Bedeutung und Nachwirkung
Matthias I war eine Schlüsselfigur in der Geschichte des Hauses von der Schulenburg. Er verband den Typus des landesherrlich orientierten Adligen – eingebunden in brandenburgische Ämter und ritterliche Netzwerke – mit dem des territorial verankerten Grundherrn, der durch kluge Erwerbspolitik eine neue Familienlinie etablierte. Der Erwerb von Altenhausen, verbunden mit dem Verzicht auf Rückzahlung der Pfandsumme, war nicht nur ein wirtschaftlicher Akt, sondern ein strategisches Fundament für den Aufbau einer eigenständigen Adelslinie mit langfristiger Stabilität.
Mit ihm beginnt die konsolidierte Geschichte des Astes Altenhausen, der über Jahrhunderte hinweg im Familienbesitz blieb und politische, militärische und kulturelle Relevanz entfaltete.

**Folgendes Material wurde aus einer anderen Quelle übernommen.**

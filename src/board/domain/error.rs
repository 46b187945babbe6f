//! Error types for board domain validation, parsing, and bookkeeping.

use super::TaskId;
use thiserror::Error;

/// Errors returned while constructing board domain values.
#[derive(Debug, Clone, Error, PartialEq, Eq)]
pub enum BoardDomainError {
    /// The task text is empty after trimming.
    #[error("task text must not be empty")]
    EmptyTaskText,

    /// The task text exceeds the configured character limit.
    #[error("task text has {actual} characters, limit is {max}")]
    TaskTextTooLong {
        /// Configured maximum number of characters.
        max: usize,
        /// Number of characters supplied.
        actual: usize,
    },
}

/// Error returned while parsing a stage label.
#[derive(Debug, Clone, Error, PartialEq, Eq)]
#[error("unknown stage: {0}")]
pub struct ParseStageError(pub String);

/// Invariant violations reported by the in-memory board state.
#[derive(Debug, Clone, Error, PartialEq, Eq)]
pub enum BoardStateError {
    /// A task with the same identifier is already on the board.
    #[error("duplicate task identifier on board: {0}")]
    DuplicateId(TaskId),

    /// No task with the identifier is on the board.
    #[error("task not on board: {0}")]
    NotFound(TaskId),
}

Matthias I steht damit exemplarisch für die spätmittelalterliche Entwicklung vom Dienstadel zum landbesitzenden Territorialadel – eine Transformation, die in der Altmark besonders plastisch zu beobachten ist.
Quelle
- Graf von der Schulenburg, Dietrich Werner / Wätjen, Hans: Geschichte des Geschlechts von der Schulenburg (1237–1983), Wolfsburg: Selbstverlag, 1984 – eine umfassende Familiengeschichte mit detaillierten genealogischen, historischen und besitzgeschichtlichen Darstellungen, insbesondere zur Teilung des weißen Stammes und zur Rolle Busso I. von der Schulenburg.